■ Exercise brief: Look below for the lines from the one with "assert_eq!(four.role, Some(PollRole::Best));" to the one with "by descending bucket", and copy exactly those lines, both ends included.

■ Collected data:
------
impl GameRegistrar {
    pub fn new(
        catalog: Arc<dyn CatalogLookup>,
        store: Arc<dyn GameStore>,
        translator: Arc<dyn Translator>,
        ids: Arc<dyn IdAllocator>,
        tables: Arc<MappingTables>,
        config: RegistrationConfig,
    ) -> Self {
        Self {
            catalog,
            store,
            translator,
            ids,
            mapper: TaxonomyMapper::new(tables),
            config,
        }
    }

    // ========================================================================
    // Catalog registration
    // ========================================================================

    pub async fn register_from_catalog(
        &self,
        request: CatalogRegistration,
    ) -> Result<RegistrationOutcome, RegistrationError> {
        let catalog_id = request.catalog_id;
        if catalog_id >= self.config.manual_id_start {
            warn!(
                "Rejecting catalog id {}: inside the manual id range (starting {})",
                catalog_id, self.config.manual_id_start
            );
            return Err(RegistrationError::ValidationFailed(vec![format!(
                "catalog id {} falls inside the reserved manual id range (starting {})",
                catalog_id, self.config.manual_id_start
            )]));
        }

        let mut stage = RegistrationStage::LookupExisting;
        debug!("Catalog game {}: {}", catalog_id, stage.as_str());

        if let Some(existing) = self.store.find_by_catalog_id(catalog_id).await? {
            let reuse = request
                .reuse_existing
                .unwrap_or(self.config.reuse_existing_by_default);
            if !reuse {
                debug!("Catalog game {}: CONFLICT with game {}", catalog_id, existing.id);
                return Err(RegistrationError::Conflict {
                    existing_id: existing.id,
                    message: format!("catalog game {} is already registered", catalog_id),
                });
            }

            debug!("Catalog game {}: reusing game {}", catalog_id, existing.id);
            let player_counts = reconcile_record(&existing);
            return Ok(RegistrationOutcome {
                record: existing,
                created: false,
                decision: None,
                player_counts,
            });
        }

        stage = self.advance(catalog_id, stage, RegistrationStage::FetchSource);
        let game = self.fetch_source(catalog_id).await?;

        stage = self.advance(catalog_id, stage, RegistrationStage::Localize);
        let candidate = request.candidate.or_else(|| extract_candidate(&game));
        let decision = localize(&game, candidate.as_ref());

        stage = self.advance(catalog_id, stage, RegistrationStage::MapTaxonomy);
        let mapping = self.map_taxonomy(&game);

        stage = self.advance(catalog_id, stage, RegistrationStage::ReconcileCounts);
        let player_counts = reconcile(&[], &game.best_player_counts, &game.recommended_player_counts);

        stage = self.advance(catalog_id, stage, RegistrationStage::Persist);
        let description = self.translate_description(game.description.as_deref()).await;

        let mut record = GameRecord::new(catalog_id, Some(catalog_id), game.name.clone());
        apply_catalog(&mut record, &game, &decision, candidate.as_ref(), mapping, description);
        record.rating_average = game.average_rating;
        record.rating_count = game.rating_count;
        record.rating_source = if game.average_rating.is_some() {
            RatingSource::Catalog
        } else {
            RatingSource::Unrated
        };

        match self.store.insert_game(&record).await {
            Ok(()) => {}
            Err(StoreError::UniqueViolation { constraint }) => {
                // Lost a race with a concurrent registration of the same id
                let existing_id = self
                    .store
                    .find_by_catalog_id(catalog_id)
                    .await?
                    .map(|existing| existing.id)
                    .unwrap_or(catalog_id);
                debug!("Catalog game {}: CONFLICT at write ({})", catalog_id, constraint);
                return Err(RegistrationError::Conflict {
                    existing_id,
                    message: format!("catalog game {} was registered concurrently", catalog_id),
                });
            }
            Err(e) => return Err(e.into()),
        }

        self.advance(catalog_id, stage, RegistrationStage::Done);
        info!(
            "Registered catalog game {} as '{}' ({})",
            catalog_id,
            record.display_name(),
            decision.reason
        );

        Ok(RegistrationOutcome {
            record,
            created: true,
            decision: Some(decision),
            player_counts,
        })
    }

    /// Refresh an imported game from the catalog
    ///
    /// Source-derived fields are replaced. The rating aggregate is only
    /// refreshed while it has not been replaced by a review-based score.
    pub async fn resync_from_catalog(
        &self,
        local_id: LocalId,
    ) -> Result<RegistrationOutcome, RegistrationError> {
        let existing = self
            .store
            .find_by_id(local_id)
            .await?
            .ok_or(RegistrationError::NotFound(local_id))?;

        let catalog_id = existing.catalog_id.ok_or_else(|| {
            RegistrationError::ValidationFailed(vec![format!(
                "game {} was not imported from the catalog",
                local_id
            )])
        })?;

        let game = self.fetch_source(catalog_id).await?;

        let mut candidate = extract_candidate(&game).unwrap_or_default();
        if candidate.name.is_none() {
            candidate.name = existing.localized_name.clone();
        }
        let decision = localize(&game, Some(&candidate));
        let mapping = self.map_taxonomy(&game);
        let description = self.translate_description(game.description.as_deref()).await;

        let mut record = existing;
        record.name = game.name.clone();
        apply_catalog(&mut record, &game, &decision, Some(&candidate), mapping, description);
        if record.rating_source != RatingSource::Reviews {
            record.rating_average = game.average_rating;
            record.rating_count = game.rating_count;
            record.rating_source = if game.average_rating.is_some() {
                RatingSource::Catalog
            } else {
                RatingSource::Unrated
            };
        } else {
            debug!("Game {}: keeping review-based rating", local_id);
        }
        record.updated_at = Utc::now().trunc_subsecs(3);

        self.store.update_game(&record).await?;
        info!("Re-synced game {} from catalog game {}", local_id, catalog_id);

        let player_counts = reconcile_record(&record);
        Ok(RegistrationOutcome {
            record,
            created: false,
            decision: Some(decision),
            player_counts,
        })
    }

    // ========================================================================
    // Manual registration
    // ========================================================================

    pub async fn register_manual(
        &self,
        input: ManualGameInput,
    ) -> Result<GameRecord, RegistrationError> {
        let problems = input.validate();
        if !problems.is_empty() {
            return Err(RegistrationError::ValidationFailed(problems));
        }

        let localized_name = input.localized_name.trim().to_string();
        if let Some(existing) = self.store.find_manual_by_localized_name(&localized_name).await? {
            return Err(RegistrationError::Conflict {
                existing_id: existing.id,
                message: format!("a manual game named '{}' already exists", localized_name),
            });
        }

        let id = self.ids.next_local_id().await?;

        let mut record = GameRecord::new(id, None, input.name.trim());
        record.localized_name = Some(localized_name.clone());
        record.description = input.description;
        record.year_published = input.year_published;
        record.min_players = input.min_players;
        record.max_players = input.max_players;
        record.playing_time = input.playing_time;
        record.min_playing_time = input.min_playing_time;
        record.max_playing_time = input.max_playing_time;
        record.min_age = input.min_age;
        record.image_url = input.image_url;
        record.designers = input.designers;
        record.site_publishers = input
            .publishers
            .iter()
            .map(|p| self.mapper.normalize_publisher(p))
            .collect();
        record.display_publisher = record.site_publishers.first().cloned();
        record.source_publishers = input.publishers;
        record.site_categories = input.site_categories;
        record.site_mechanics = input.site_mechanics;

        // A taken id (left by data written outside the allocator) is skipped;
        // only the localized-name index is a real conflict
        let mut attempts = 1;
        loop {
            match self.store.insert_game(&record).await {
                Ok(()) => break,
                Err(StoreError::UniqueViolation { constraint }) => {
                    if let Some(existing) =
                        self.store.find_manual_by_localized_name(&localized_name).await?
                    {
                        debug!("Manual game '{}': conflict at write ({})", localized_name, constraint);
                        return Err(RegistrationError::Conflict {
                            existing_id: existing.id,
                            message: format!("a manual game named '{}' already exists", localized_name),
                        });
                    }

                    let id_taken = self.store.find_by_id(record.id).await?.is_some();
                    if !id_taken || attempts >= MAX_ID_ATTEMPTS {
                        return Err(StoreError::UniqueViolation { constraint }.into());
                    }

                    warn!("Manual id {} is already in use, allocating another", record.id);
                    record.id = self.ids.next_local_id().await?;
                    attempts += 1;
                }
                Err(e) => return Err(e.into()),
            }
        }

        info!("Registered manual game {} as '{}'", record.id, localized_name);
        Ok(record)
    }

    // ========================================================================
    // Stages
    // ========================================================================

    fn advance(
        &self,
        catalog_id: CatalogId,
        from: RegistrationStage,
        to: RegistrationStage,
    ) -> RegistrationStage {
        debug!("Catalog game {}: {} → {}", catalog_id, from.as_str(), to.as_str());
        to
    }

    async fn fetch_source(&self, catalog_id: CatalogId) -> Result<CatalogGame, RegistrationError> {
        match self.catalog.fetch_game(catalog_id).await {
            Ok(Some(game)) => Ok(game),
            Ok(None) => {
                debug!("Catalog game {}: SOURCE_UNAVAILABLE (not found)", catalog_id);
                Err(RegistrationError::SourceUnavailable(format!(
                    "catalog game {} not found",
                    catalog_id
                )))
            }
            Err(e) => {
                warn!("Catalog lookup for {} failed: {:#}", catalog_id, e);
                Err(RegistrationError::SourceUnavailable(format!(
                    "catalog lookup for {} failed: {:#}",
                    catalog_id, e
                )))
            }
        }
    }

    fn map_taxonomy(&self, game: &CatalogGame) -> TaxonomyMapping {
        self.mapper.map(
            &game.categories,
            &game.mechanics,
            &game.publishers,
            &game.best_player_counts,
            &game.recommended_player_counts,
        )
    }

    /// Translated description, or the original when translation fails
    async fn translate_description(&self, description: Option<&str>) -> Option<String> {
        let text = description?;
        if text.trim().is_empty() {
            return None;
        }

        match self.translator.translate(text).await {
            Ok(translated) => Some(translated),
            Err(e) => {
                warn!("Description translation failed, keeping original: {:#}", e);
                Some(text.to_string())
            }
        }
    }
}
------
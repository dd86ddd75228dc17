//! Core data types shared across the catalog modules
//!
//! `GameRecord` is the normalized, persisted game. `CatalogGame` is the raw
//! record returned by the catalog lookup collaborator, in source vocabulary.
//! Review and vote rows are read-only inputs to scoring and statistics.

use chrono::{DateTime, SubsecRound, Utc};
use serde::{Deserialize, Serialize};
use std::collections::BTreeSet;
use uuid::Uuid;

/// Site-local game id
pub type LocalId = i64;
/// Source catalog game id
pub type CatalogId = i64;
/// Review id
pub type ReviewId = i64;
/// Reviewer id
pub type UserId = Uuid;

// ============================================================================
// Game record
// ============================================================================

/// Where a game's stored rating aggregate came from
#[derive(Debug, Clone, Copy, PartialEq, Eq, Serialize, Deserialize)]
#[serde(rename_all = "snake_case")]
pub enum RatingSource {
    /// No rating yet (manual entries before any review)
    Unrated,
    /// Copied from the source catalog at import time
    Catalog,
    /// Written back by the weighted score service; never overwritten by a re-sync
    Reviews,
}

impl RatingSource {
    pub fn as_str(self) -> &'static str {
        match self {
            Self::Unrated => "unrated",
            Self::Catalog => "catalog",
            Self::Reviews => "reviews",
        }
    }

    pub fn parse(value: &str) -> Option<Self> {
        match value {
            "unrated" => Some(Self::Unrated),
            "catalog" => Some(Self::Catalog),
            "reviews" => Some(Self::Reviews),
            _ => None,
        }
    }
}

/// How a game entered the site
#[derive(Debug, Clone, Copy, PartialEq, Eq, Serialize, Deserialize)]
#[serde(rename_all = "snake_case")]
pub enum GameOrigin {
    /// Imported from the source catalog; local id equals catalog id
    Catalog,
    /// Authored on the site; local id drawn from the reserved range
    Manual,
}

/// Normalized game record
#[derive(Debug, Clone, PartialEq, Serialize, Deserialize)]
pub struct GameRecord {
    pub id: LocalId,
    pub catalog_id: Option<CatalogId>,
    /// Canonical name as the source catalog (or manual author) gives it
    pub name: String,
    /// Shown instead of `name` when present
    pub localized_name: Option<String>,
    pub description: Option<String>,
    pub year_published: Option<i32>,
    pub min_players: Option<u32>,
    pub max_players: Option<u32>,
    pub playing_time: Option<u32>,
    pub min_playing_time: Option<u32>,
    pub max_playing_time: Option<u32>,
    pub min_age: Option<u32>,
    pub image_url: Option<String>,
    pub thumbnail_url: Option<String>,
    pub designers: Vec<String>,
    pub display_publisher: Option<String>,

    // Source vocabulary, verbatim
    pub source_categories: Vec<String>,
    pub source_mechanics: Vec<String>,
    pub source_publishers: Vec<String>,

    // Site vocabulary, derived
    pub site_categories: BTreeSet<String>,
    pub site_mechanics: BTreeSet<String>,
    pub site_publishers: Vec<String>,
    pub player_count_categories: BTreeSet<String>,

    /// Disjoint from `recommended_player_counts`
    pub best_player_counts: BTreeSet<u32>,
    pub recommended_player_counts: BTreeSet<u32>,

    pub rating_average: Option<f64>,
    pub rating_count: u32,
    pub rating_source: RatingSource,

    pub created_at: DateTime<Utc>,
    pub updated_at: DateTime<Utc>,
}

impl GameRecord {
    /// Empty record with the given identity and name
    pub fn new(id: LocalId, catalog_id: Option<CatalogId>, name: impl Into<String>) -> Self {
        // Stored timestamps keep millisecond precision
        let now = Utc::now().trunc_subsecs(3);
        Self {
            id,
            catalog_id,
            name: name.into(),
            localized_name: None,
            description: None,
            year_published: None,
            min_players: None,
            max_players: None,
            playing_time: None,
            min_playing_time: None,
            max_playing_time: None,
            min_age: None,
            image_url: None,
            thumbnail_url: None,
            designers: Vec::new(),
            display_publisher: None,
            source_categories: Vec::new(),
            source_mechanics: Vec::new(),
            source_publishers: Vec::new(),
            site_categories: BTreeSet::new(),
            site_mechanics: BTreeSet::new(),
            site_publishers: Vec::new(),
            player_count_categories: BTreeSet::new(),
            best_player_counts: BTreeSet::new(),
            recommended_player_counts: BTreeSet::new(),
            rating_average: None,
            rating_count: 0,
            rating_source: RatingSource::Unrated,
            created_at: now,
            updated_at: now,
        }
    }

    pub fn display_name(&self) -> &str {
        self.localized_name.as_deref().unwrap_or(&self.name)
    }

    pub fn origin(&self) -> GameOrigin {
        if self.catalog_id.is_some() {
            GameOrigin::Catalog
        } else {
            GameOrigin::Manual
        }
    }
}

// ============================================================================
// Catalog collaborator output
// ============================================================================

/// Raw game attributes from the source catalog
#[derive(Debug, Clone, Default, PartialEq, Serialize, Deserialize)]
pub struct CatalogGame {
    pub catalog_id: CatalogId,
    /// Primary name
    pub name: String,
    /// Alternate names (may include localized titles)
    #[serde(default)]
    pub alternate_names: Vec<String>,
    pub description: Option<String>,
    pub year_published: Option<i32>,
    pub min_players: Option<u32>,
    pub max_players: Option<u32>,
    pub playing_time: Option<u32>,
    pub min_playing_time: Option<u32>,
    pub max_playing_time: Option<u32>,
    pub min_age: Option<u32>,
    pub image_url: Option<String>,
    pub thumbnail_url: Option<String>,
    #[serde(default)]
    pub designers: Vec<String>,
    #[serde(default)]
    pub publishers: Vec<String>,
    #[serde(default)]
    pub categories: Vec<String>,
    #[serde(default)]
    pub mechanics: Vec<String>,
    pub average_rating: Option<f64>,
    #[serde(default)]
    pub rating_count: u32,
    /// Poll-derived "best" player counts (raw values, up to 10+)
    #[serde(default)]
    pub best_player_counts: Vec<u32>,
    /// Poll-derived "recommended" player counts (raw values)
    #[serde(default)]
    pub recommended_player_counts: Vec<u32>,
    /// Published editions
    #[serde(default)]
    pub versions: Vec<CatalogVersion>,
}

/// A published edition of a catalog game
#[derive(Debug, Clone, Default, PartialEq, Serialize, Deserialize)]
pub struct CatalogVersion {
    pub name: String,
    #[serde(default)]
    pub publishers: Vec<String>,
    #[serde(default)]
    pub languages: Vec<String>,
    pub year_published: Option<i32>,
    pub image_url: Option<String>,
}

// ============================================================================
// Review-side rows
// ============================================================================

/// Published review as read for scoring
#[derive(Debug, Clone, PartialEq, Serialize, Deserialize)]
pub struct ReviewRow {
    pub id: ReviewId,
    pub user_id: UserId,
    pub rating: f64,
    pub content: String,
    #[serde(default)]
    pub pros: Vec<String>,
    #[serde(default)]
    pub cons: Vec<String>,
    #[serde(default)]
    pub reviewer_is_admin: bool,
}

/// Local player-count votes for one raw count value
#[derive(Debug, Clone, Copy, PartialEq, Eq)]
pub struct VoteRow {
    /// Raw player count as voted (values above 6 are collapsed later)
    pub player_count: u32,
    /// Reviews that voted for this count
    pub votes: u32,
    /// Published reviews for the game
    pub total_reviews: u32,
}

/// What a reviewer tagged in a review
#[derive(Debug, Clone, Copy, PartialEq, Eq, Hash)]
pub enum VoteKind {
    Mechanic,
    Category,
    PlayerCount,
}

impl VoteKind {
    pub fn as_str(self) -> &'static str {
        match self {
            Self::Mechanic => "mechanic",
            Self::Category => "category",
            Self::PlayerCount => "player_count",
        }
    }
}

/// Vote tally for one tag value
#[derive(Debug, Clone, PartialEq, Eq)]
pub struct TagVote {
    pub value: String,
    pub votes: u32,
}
------
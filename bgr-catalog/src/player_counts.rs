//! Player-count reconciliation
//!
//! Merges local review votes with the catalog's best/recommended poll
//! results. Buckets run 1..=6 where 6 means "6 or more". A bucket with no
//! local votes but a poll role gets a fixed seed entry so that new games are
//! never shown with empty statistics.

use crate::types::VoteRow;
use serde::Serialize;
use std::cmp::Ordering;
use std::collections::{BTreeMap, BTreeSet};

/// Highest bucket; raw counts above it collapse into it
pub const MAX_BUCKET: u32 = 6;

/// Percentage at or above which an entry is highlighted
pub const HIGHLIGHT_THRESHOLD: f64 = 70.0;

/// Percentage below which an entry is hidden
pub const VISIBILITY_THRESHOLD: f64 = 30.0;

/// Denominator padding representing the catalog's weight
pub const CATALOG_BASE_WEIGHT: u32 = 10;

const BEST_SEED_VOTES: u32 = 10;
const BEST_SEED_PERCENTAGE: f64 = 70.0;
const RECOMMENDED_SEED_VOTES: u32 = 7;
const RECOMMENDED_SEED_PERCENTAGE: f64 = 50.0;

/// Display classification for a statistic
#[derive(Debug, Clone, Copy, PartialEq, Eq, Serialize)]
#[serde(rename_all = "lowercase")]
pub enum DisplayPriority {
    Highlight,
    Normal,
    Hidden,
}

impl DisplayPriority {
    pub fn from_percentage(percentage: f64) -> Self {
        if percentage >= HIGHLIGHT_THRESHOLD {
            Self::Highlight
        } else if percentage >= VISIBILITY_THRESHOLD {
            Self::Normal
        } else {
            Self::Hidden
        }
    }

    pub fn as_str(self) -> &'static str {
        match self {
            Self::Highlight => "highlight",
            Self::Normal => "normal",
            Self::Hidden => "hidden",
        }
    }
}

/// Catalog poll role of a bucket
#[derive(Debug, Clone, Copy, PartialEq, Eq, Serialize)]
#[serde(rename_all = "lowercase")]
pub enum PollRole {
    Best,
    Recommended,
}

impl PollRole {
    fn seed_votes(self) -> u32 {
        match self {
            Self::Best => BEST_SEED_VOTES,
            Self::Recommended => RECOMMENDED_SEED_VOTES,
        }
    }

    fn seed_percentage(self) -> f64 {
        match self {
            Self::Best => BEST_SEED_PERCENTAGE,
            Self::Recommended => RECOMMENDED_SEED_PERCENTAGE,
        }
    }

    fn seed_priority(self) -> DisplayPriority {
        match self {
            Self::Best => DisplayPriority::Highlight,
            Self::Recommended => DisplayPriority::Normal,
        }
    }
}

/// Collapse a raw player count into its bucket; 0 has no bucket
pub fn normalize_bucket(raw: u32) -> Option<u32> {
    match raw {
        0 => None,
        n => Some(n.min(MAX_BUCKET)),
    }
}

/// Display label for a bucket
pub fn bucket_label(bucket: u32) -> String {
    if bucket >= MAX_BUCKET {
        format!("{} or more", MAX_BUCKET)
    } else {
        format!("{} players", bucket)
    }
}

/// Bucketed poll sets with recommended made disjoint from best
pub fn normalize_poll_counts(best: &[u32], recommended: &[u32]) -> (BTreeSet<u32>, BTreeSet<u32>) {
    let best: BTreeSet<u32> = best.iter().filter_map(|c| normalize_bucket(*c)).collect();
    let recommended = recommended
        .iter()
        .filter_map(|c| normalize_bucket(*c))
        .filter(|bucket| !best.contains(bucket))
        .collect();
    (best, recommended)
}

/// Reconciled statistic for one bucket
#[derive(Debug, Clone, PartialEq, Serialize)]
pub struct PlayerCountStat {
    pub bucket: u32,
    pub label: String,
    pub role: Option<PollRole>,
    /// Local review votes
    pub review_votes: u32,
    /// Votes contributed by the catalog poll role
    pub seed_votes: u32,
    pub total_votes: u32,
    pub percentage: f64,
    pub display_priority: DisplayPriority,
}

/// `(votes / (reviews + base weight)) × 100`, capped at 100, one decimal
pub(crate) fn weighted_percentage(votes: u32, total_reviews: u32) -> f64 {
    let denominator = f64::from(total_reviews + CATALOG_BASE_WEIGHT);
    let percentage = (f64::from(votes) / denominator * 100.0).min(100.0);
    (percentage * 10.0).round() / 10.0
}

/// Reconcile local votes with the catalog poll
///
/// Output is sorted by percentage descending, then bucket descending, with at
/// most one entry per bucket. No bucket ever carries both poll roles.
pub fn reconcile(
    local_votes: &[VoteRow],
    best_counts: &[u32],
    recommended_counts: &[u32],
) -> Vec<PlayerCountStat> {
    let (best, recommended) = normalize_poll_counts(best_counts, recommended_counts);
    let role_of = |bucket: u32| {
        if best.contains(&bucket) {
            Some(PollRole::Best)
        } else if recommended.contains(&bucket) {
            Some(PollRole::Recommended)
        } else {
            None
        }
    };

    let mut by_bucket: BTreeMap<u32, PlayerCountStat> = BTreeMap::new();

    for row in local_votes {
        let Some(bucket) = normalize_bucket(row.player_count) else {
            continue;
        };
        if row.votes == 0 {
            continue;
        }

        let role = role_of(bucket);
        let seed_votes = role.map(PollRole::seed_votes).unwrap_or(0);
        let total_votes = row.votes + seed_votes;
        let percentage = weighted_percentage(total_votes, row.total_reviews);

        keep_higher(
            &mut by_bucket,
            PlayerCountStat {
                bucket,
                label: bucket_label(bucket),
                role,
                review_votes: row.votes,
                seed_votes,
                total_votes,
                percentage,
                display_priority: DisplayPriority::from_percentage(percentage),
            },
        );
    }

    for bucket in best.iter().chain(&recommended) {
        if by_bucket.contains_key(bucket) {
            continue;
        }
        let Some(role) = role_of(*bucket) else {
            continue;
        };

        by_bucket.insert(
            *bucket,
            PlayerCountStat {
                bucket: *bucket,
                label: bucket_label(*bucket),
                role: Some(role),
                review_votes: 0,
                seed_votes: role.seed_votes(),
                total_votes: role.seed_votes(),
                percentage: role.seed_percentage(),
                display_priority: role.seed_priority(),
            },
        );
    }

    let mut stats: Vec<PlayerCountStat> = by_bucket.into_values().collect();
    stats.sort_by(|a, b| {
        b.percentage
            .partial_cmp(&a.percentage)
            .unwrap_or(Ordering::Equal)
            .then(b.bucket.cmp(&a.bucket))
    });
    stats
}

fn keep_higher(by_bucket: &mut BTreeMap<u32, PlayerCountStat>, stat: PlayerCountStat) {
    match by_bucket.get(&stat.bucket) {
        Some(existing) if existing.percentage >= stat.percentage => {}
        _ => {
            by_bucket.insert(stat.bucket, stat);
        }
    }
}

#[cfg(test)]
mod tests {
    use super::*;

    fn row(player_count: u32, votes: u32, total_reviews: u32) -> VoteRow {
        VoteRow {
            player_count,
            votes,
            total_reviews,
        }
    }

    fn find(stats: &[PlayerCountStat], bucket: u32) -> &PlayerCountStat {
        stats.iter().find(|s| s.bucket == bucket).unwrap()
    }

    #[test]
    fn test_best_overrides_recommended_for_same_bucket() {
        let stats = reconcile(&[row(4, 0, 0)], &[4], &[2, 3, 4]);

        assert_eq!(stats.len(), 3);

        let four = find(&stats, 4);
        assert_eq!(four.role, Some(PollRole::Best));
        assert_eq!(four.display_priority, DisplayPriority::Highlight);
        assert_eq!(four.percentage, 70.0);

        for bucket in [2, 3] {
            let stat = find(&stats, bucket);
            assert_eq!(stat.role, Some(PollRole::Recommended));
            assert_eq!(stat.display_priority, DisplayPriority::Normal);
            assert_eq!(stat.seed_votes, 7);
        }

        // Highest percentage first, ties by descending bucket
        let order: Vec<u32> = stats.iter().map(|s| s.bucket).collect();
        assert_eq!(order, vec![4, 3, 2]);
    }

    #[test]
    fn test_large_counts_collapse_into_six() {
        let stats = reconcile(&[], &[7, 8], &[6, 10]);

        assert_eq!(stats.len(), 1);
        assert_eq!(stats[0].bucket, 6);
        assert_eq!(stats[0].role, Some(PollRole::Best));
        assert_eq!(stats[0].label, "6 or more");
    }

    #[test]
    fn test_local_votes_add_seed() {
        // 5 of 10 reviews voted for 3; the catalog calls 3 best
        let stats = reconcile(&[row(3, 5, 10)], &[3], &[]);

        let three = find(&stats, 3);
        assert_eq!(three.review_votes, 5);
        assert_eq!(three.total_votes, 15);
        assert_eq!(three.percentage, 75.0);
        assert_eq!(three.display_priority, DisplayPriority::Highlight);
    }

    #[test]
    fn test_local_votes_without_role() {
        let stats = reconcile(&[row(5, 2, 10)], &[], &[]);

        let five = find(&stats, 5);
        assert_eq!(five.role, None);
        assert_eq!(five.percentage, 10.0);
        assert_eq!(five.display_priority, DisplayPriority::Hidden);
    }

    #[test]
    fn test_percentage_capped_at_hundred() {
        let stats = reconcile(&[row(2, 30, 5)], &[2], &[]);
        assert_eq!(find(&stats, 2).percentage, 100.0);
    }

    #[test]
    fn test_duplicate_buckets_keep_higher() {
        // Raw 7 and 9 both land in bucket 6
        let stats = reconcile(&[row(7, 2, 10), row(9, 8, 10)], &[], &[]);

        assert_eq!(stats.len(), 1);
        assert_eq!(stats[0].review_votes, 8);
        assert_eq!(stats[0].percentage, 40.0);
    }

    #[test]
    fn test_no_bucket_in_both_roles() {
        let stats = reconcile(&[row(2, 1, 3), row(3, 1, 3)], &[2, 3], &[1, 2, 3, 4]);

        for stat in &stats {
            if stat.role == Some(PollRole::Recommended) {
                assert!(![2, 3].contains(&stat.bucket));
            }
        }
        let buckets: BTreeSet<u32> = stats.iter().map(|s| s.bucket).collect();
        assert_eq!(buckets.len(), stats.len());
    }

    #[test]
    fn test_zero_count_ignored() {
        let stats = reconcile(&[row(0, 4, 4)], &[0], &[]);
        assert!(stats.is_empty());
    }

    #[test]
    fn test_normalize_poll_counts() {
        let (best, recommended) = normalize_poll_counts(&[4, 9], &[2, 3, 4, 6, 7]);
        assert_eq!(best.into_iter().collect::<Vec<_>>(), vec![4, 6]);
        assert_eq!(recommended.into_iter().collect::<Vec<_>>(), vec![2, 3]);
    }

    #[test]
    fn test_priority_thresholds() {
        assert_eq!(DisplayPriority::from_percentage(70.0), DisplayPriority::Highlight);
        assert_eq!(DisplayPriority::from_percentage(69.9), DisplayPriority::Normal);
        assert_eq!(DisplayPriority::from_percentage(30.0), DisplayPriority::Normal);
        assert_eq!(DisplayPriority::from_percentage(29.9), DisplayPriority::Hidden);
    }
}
------
■ Answer to this problem:
        assert_eq!(four.role, Some(PollRole::Best));
        assert_eq!(four.display_priority, DisplayPriority::Highlight);
        assert_eq!(four.percentage, 70.0);

        for bucket in [2, 3] {
            let stat = find(&stats, bucket);
            assert_eq!(stat.role, Some(PollRole::Recommended));
            assert_eq!(stat.display_priority, DisplayPriority::Normal);
            assert_eq!(stat.seed_votes, 7);
        }

        // Highest percentage first, ties by descending bucket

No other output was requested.